Friday, April 20, 2018

April Remembrance: Jim Creighton, Charles Ebbets, and The Fathers of Baseball

April 15, 1841 ~ October 14, 1862
Picture Credit Below

Jim Creighton is well considered base ball's first superstar.  His documented exploits far transcend those of his predecessors.  In both style and substance during the mid 1850s through the early 1860s Jim effectively pioneered the pitcher/batter confrontation.  By the advent of the called strike in 1858 Creighton was pitching less to satisfy a batter's preference, electing instead to challenge opposing batters with an underhand (speedball) fastball featuring both speed and spin previously unseen by the competition and spectators alike.  Over-matched batters naturally accused him to no avail of an illegal delivery.  However, there was simply no denying his elevated skills and craftsmanship.  Creighton not only set a new standard for all future hurlers and indeed created the adversarial relationship between pitcher versus striker, but was equally renown for wielding the era's most productive bat.
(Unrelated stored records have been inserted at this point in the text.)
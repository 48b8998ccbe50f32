//! Error ledger models

use chrono::{DateTime, Utc};
use serde::{Deserialize, Serialize};
use std::collections::BTreeMap;
use uuid::Uuid;

use crate::error::{ErrorCategory, SyncError};

/// One failure observation. Immutable once recorded.
#[derive(Debug, Clone, PartialEq, Eq, Serialize, Deserialize)]
pub struct ErrorRecord {
    pub id: Uuid,
    pub timestamp: DateTime<Utc>,
    pub process_id: Option<String>,
    pub run_id: Option<Uuid>,
    pub category: ErrorCategory,
    pub message: String,
    pub http_status: Option<u16>,
    pub retry_attempt: Option<u32>,
    pub context: Option<String>,
}

impl ErrorRecord {
    pub fn new(category: ErrorCategory, message: impl Into<String>) -> Self {
        Self {
            id: Uuid::new_v4(),
            timestamp: Utc::now(),
            process_id: None,
            run_id: None,
            category,
            message: message.into(),
            http_status: None,
            retry_attempt: None,
            context: None,
        }
    }

    /// Build a record from a taxonomy error, carrying its status and attempt count
    pub fn from_error(err: &SyncError) -> Self {
        let mut record = Self::new(err.category(), err.to_string());
        record.http_status = err.http_status();
        record.retry_attempt = err.attempts();
        record
    }

    pub fn for_run(mut self, process_id: &str, run_id: Uuid) -> Self {
        self.process_id = Some(process_id.to_string());
        self.run_id = Some(run_id);
        self
    }

    pub fn with_context(mut self, context: impl Into<String>) -> Self {
        self.context = Some(context.into());
        self
    }
}

/// Rolling analytics over the retained window
#[derive(Debug, Clone, Default, PartialEq, Serialize, Deserialize)]
pub struct ErrorStats {
    pub total_count: usize,
    pub by_category: BTreeMap<ErrorCategory, usize>,
    pub by_process: BTreeMap<String, usize>,
    pub rate_per_minute: f64,
    /// Processes with at least three consecutive failed runs
    pub repeated_failures: Vec<String>,
}

#[derive(Debug, Clone, Default, Deserialize)]
pub struct ErrorsQuery {
    pub limit: Option<usize>,
}
impl Worker {
    async fn run(self) {
        loop {
            let task = self.queue.lock().await.recv().await;
            let Some(task) = task else { break };

            let done = self.execute(task).await;
            if self.results.send(done).await.is_err() {
                break;
            }
        }
        tracing::debug!(worker_id = self.id, "Build worker exiting");
    }

    /// Poll the gate until it admits, or until the timeout passes.
    async fn admit(&self, gate: &dyn AdmissionGate, task: &BuildTask) -> Result<(), Duration> {
        let started = Instant::now();
        let mut logged = false;

        while !gate.can_schedule() {
            let waited = started.elapsed();
            if self.admission_timeout.is_some_and(|timeout| waited >= timeout) {
                return Err(waited);
            }
            if !logged {
                info!(
                    service = %task.service_path.display(),
                    "Resources over threshold, waiting for admission"
                );
                logged = true;
            }
            record_admission_wait();
            tokio::time::sleep(self.admission_backoff).await;
        }
        Ok(())
    }

    async fn execute(&self, task: BuildTask) -> Completed {
        let start_time = Utc::now();
        let service = task.service_path.display().to_string();

        if !task.needs_build {
            info!(service = %service, "Skipping build (no changes)");
            record_build(BuildStatus::Skipped.as_str(), 0.0);
            let result = BuildResult {
                service,
                image: String::new(),
                status: BuildStatus::Skipped,
                build_output: None,
                push: None,
                start_time,
                end_time: Utc::now(),
            };
            return Completed { result, push: None };
        }

        let image = task.image_reference();

        if let Some(gate) = &self.gate {
            if let Err(waited) = self.admit(gate.as_ref(), &task).await {
                warn!(
                    service = %service,
                    waited_ms = waited.as_millis() as u64,
                    "Admission timed out"
                );
                record_build(BuildStatus::Failed.as_str(), 0.0);
                let result = BuildResult {
                    service,
                    image,
                    status: BuildStatus::Failed,
                    build_output: Some(format!("resource admission timed out after {:?}", waited)),
                    push: None,
                    start_time,
                    end_time: Utc::now(),
                };
                return Completed { result, push: None };
            }
        }

        let builder = Arc::clone(&self.builder);
        let build_task = task.clone();
        let outcome = tokio::task::spawn_blocking(move || builder.build(&build_task))
            .await
            .unwrap_or_else(|e| Err(BuildError::Join(e.to_string())));

        let (status, build_output) = match outcome {
            Ok(_) => {
                info!(service = %service, image = %image, "Built image");
                (BuildStatus::Success, None)
            }
            Err(e) => {
                error!(service = %service, image = %image, error = %e, "Build failed");
                (BuildStatus::Failed, Some(e.to_string()))
            }
        };

        // A push that cannot be queued is reported as failed, never dropped.
        let (push, rejected) = match (&self.pusher, status) {
            (Some(pusher), BuildStatus::Success) => {
                match pusher.queue_push(image.clone(), task.service_path.clone()).await {
                    Ok(handle) => (Some(handle), None),
                    Err(e) => {
                        error!(service = %service, error = %e, "Could not queue push");
                        let failed = PushResult {
                            image: image.clone(),
                            status: PushStatus::Failed,
                            output: e.to_string(),
                            retry_count: 0,
                        };
                        (None, Some(failed))
                    }
                }
            }
            _ => (None, None),
        };

        let end_time = Utc::now();
        let elapsed = (end_time - start_time).to_std().unwrap_or(Duration::ZERO);
        record_build(status.as_str(), elapsed.as_secs_f64());

        let result = BuildResult {
            service,
            image,
            status,
            build_output,
            push: rejected,
            start_time,
            end_time,
        };
        Completed { result, push }
    }
}

#[cfg(test)]
mod tests {
    use super::*;
    use crate::builder::{ImageNaming, ImagePusher, PushConfig};
    use std::path::PathBuf;
    use std::sync::atomic::{AtomicBool, AtomicUsize, Ordering};

    /// Build stub that records peak concurrency and can fail chosen services.
    #[derive(Default)]
    struct CountingBuilder {
        running: AtomicUsize,
        peak: AtomicUsize,
        calls: AtomicUsize,
        fail: Vec<String>,
        delay_ms: u64,
    }

    impl ImageBuilder for CountingBuilder {
        fn build(&self, task: &BuildTask) -> Result<String, BuildError> {
            self.calls.fetch_add(1, Ordering::SeqCst);
            let now = self.running.fetch_add(1, Ordering::SeqCst) + 1;
            self.peak.fetch_max(now, Ordering::SeqCst);
            std::thread::sleep(Duration::from_millis(self.delay_ms));
            self.running.fetch_sub(1, Ordering::SeqCst);

            if self.fail.contains(&task.service_name) {
                return Err(BuildError::CommandFailed {
                    program: "docker build".to_string(),
                    code: Some(1),
                    output: "COPY failed".to_string(),
                });
            }
            Ok(String::new())
        }
    }

    struct SwitchGate(AtomicBool);

    impl AdmissionGate for SwitchGate {
        fn can_schedule(&self) -> bool {
            self.0.load(Ordering::SeqCst)
        }
    }

    struct RejectingPusher;

    impl ImagePusher for RejectingPusher {
        fn push(&self, _image: &str) -> Result<String, BuildError> {
            Err(BuildError::CommandFailed {
                program: "docker push".to_string(),
                code: Some(1),
                output: "unauthorized".to_string(),
            })
        }
    }

    fn task(name: &str, needs_build: bool) -> BuildTask {
        BuildTask {
            service_path: PathBuf::from(format!("services/{}", name)),
            service_name: name.to_string(),
            image_name: name.to_string(),
            tag: "latest".to_string(),
            naming: ImageNaming::Local,
            current_hash: None,
            changed_files: Vec::new(),
            needs_build,
        }
    }

    fn config(max_processes: usize) -> SchedulerConfig {
        SchedulerConfig {
            max_processes,
            admission_timeout: None,
            admission_backoff: Duration::from_millis(10),
        }
    }

    #[tokio::test(flavor = "multi_thread", worker_threads = 4)]
    async fn test_parallelism_is_bounded() {
        let builder = Arc::new(CountingBuilder { delay_ms: 60, ..Default::default() });
        let scheduler = BuildScheduler::new(config(2), builder.clone());
        let tasks = (0..5).map(|i| task(&format!("svc{}", i), true)).collect();

        let (results, summary) = scheduler.run(tasks).await.unwrap();

        assert_eq!(results.len(), 5);
        assert_eq!(summary.successful_builds, 5);
        let peak = builder.peak.load(Ordering::SeqCst);
        assert!((1..=2).contains(&peak), "peak concurrency was {}", peak);
    }

    #[tokio::test]
    async fn test_failure_is_isolated() {
        let builder =
            Arc::new(CountingBuilder { fail: vec!["bad".to_string()], ..Default::default() });
        let scheduler = BuildScheduler::new(config(3), builder);
        let tasks = vec![task("good", true), task("bad", true), task("also-good", true)];

        let (results, summary) = scheduler.run(tasks).await.unwrap();

        assert_eq!(summary.successful_builds, 2);
        assert_eq!(summary.failed_builds, 1);
        let failed = results.iter().find(|r| r.status == BuildStatus::Failed).unwrap();
        assert_eq!(failed.service, "services/bad");
        assert!(failed.build_output.as_deref().unwrap().contains("COPY failed"));
    }

    #[tokio::test]
    async fn test_skipped_tasks_do_not_build() {
        let builder = Arc::new(CountingBuilder::default());
        let scheduler = BuildScheduler::new(config(2), builder.clone());

        let (results, summary) =
            scheduler.run(vec![task("api", false), task("web", true)]).await.unwrap();

        assert_eq!(builder.calls.load(Ordering::SeqCst), 1);
        assert_eq!(summary.skipped_builds, 1);
        assert_eq!(summary.successful_builds, 1);
        let skipped = results.iter().find(|r| r.status == BuildStatus::Skipped).unwrap();
        assert!(skipped.image.is_empty());
    }

    #[tokio::test]
    async fn test_gate_holds_tasks_until_open() {
        let builder = Arc::new(CountingBuilder::default());
        let gate = Arc::new(SwitchGate(AtomicBool::new(false)));
        let scheduler =
            Arc::new(BuildScheduler::new(config(2), builder.clone()).with_gate(gate.clone()));

        let runner = {
            let scheduler = Arc::clone(&scheduler);
            tokio::spawn(async move {
                scheduler.run((0..4).map(|i| task(&format!("svc{}", i), true)).collect()).await
            })
        };

        tokio::time::sleep(Duration::from_millis(100)).await;
        assert_eq!(builder.calls.load(Ordering::SeqCst), 0, "gate closed, nothing may start");

        gate.0.store(true, Ordering::SeqCst);
        let (results, summary) = runner.await.unwrap().unwrap();

        assert_eq!(builder.calls.load(Ordering::SeqCst), 4);
        assert_eq!(results.len(), 4);
        assert_eq!(summary.successful_builds, 4);
    }

    #[tokio::test]
    async fn test_admission_timeout_fails_without_building() {
        let builder = Arc::new(CountingBuilder::default());
        let gate = Arc::new(SwitchGate(AtomicBool::new(false)));
        let mut cfg = config(1);
        cfg.admission_timeout = Some(Duration::from_millis(30));
        let scheduler = BuildScheduler::new(cfg, builder.clone()).with_gate(gate);

        let (results, summary) = scheduler.run(vec![task("api", true)]).await.unwrap();

        assert_eq!(builder.calls.load(Ordering::SeqCst), 0);
        assert_eq!(summary.failed_builds, 1);
        let output = results[0].build_output.as_deref().unwrap();
        assert!(output.starts_with("resource admission timed out"));
    }

    #[tokio::test]
    async fn test_push_follows_successful_builds_only() {
        let builder =
            Arc::new(CountingBuilder { fail: vec!["bad".to_string()], ..Default::default() });
        let pusher = Arc::new(PushManager::new(
            PushConfig { max_concurrent: 1, max_retries: 2, retry_delay: Duration::from_millis(1) },
            Arc::new(RejectingPusher),
        ));
        pusher.start();
        let scheduler = BuildScheduler::new(config(2), builder).with_push_manager(pusher.clone());

        let (results, summary) =
            scheduler.run(vec![task("good", true), task("bad", true)]).await.unwrap();
        pusher.stop().await;

        assert_eq!(summary.failed_pushes, 1);
        let good = results.iter().find(|r| r.service == "services/good").unwrap();
        let push = good.push.as_ref().unwrap();
        assert_eq!(push.status, PushStatus::Failed);
        assert_eq!(push.retry_count, 2);
        let bad = results.iter().find(|r| r.service == "services/bad").unwrap();
        assert!(bad.push.is_none());
    }

    #[tokio::test]
    async fn test_push_to_stopped_manager_is_reported_failed() {
        let pusher = Arc::new(PushManager::new(PushConfig::default(), Arc::new(RejectingPusher)));
        let scheduler = BuildScheduler::new(config(1), Arc::new(CountingBuilder::default()))
            .with_push_manager(pusher);

        let (results, summary) = scheduler.run(vec![task("api", true)]).await.unwrap();

        assert_eq!(summary.successful_builds, 1);
        assert_eq!(summary.failed_pushes, 1);
        let push = results[0].push.as_ref().unwrap();
        assert_eq!(push.status, PushStatus::Failed);
        assert_eq!(push.retry_count, 0);
        assert_eq!(push.image, "api:latest");
        assert_eq!(push.output, BuildError::PushQueueClosed.to_string());
    }

    #[tokio::test]
    async fn test_empty_and_invalid_runs() {
        let scheduler = BuildScheduler::new(config(2), Arc::new(CountingBuilder::default()));
        let (results, summary) = scheduler.run(Vec::new()).await.unwrap();
        assert!(results.is_empty());
        assert_eq!(summary.total_services, 0);

        let zero = BuildScheduler::new(config(0), Arc::new(CountingBuilder::default()));
        let outcome = zero.run(vec![task("api", true)]).await;
        assert!(matches!(outcome, Err(BuildError::InvalidConfig(_))));
    }
}
//! Smart build orchestration.
//!
//! Decides per service whether to build, using git as the authority. The
//! fingerprint cache and registry checks only annotate [`ServiceState`]; they
//! never turn a build into a skip.

mod orchestrator;

pub use orchestrator::SmartOrchestrator;

use crate::builder::BuildError;
use crate::cache::{CacheLevel, DEFAULT_CACHE_TTL};
use crate::git::MIN_DEPTH;
use chrono::{DateTime, Utc};
use serde::Serialize;
use std::path::PathBuf;
use std::time::Duration;

/// Outcome of orchestration for one service.
#[derive(Debug, Clone, Copy, PartialEq, Eq, Hash, Serialize)]
#[serde(rename_all = "SCREAMING_SNAKE_CASE")]
pub enum BuildDecision {
    SkipBuild,
    ForceBuild,
    ConditionalBuild,
}

impl BuildDecision {
    pub fn as_str(&self) -> &'static str {
        match self {
            Self::SkipBuild => "SKIP_BUILD",
            Self::ForceBuild => "FORCE_BUILD",
            Self::ConditionalBuild => "CONDITIONAL_BUILD",
        }
    }

    pub fn needs_build(&self) -> bool {
        !matches!(self, Self::SkipBuild)
    }
}

impl std::fmt::Display for BuildDecision {
    fn fmt(&self, f: &mut std::fmt::Formatter<'_>) -> std::fmt::Result {
        write!(f, "{}", self.as_str())
    }
}

/// Orchestrator switches.
#[derive(Debug, Clone, PartialEq)]
pub struct SmartConfig {
    /// When false every service is force-built.
    pub enabled: bool,
    pub git_tracking: bool,
    pub git_track_depth: u32,
    pub cache_enabled: bool,
    pub cache_level: CacheLevel,
    pub cache_ttl: Duration,
    pub force_rebuild: bool,
}

impl Default for SmartConfig {
    fn default() -> Self {
        Self {
            enabled: false,
            git_tracking: false,
            git_track_depth: MIN_DEPTH,
            cache_enabled: false,
            cache_level: CacheLevel::default(),
            cache_ttl: DEFAULT_CACHE_TTL,
            force_rebuild: false,
        }
    }
}

/// What is known about a service's image in the remote registry.
#[derive(Debug, Clone, Copy, PartialEq, Eq, Default, Serialize)]
pub struct RegistryState {
    pub configured: bool,
    pub reachable: bool,
    pub image_exists: bool,
}

/// Answers whether an image reference exists in its registry.
pub trait RegistryLookup: Send + Sync + 'static {
    /// `Ok(false)` means the registry answered and has no such image.
    fn image_exists(&self, image: &str) -> Result<bool, BuildError>;
}

/// Per-service orchestration output.
#[derive(Debug, Clone, PartialEq, Eq, Default, Serialize)]
pub struct ServiceState {
    pub service_name: String,
    pub service_path: PathBuf,
    pub current_hash: Option<String>,
    pub last_build_hash: Option<String>,
    pub changed_files: Vec<String>,
    pub last_build_time: Option<DateTime<Utc>>,
    /// The cached fingerprint matches the current one.
    pub cache_hit: bool,
    #[serde(skip_serializing_if = "Option::is_none")]
    pub registry: Option<RegistryState>,
}

impl ServiceState {
    pub fn new(service_name: impl Into<String>) -> Self {
        Self { service_name: service_name.into(), ..Default::default() }
    }

    pub fn with_path(mut self, service_path: impl Into<PathBuf>) -> Self {
        self.service_path = service_path.into();
        self
    }
}

/// Decisions and states for one orchestration run.
#[derive(Debug, Clone, PartialEq, Eq, Default, Serialize)]
pub struct OrchestrationResult {
    pub service_states: Vec<ServiceState>,
    /// One decision per entry of `service_states`, in the same order.
    pub decisions: Vec<BuildDecision>,
    pub total_services: usize,
    pub build_count: usize,
    pub skip_count: usize,
}

impl OrchestrationResult {
    /// Decision for the first service named `service_name`. Services in
    /// different directories may share a name; use [`Self::entries`] to see
    /// all of them.
    pub fn decision(&self, service_name: &str) -> Option<BuildDecision> {
        let index = self.service_states.iter().position(|s| s.service_name == service_name)?;
        self.decisions.get(index).copied()
    }

    /// States paired with their decisions, in orchestration order.
    pub fn entries(&self) -> impl Iterator<Item = (&ServiceState, BuildDecision)> {
        self.service_states.iter().zip(self.decisions.iter().copied())
    }

    pub fn state(&self, service_name: &str) -> Option<&ServiceState> {
        self.service_states.iter().find(|s| s.service_name == service_name)
    }

    pub(crate) fn record(&mut self, state: ServiceState, decision: BuildDecision) {
        if decision.needs_build() {
            self.build_count += 1;
        } else {
            self.skip_count += 1;
        }
        self.decisions.push(decision);
        self.service_states.push(state);
    }

    /// One-line summary for logs and the CLI.
    pub fn stats(&self) -> String {
        format!(
            "Smart orchestration: {} total, {} to build, {} skipped",
            self.total_services, self.build_count, self.skip_count
        )
    }
}
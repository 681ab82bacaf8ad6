//! Short-lived in-memory cache of git query results.
//!
//! Entries are only checked on read; nothing sweeps them.

use std::collections::HashMap;
use std::path::{Path, PathBuf};
use std::sync::{PoisonError, RwLock};
use std::time::{Duration, Instant};
use tracing::debug;

/// How long a git result stays valid.
pub const GIT_CACHE_TTL: Duration = Duration::from_secs(5 * 60);

/// Which git signal a cached result came from.
#[derive(Debug, Clone, Copy, PartialEq, Eq, Hash)]
pub enum SignalKind {
    Status,
    Diff,
}

impl SignalKind {
    pub fn as_str(&self) -> &'static str {
        match self {
            Self::Status => "status",
            Self::Diff => "diff",
        }
    }
}

#[derive(Debug, Clone, PartialEq, Eq, Hash)]
struct CacheKey {
    path: PathBuf,
    depth: u32,
    kind: SignalKind,
}

#[derive(Debug, Clone)]
struct GitCacheEntry {
    files: Vec<String>,
    timestamp: Instant,
    valid_until: Instant,
}

/// Entry counts per signal kind.
#[derive(Debug, Clone, Copy, Default, PartialEq, Eq)]
pub struct GitCacheStats {
    pub status_entries: usize,
    pub diff_entries: usize,
}

/// Result cache keyed by `(path, depth, kind)`.
#[derive(Debug)]
pub struct GitResultCache {
    entries: RwLock<HashMap<CacheKey, GitCacheEntry>>,
    ttl: Duration,
}

impl Default for GitResultCache {
    fn default() -> Self {
        Self::with_ttl(GIT_CACHE_TTL)
    }
}

impl GitResultCache {
    pub fn with_ttl(ttl: Duration) -> Self {
        Self { entries: RwLock::new(HashMap::new()), ttl }
    }

    /// Cached files for a key, if present and still valid.
    pub fn get(&self, path: &Path, depth: u32, kind: SignalKind) -> Option<Vec<String>> {
        let key = CacheKey { path: path.to_path_buf(), depth, kind };
        let entries = self.entries.read().unwrap_or_else(PoisonError::into_inner);
        let entry = entries.get(&key)?;
        if Instant::now() >= entry.valid_until {
            return None;
        }
        debug!(
            path = %path.display(),
            depth,
            kind = kind.as_str(),
            age_ms = entry.timestamp.elapsed().as_millis() as u64,
            "Git cache hit"
        );
        Some(entry.files.clone())
    }

    pub fn insert(&self, path: &Path, depth: u32, kind: SignalKind, files: Vec<String>) {
        let now = Instant::now();
        debug!(
            path = %path.display(),
            depth,
            kind = kind.as_str(),
            files = files.len(),
            "Cached git result"
        );
        let key = CacheKey { path: path.to_path_buf(), depth, kind };
        let entry = GitCacheEntry { files, timestamp: now, valid_until: now + self.ttl };
        self.entries.write().unwrap_or_else(PoisonError::into_inner).insert(key, entry);
    }

    pub fn clear(&self) {
        self.entries.write().unwrap_or_else(PoisonError::into_inner).clear();
        debug!("Git cache cleared");
    }

    pub fn stats(&self) -> GitCacheStats {
        let entries = self.entries.read().unwrap_or_else(PoisonError::into_inner);
        let status_entries = entries.keys().filter(|k| k.kind == SignalKind::Status).count();
        GitCacheStats { status_entries, diff_entries: entries.len() - status_entries }
    }
}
Born April 15, 1841 on the island of Manhattan, Jim's family moved when he was 17-years old to Brooklyn where in 1859 he played for the local Niagaras club.  He then joined the Excelsior Base Ball Club of Brooklyn in 1860, whom he led during their historic first ever barnstorming tour through various northeastern cities and Canada.

Against the Morrisania (Bronx) Unions on October 14, 1862, Creighton in his final at-bat struck a mighty blow for a potential home run, but in the course of his swing is said to have sustained a life-threatening internal injury and subsequently collapsed while rounding third base.  Jim passed away suddenly four days later.  He was only 21-years old at the time of his death, but by then had already earned the respect and admiration of all his base ball contemporaries.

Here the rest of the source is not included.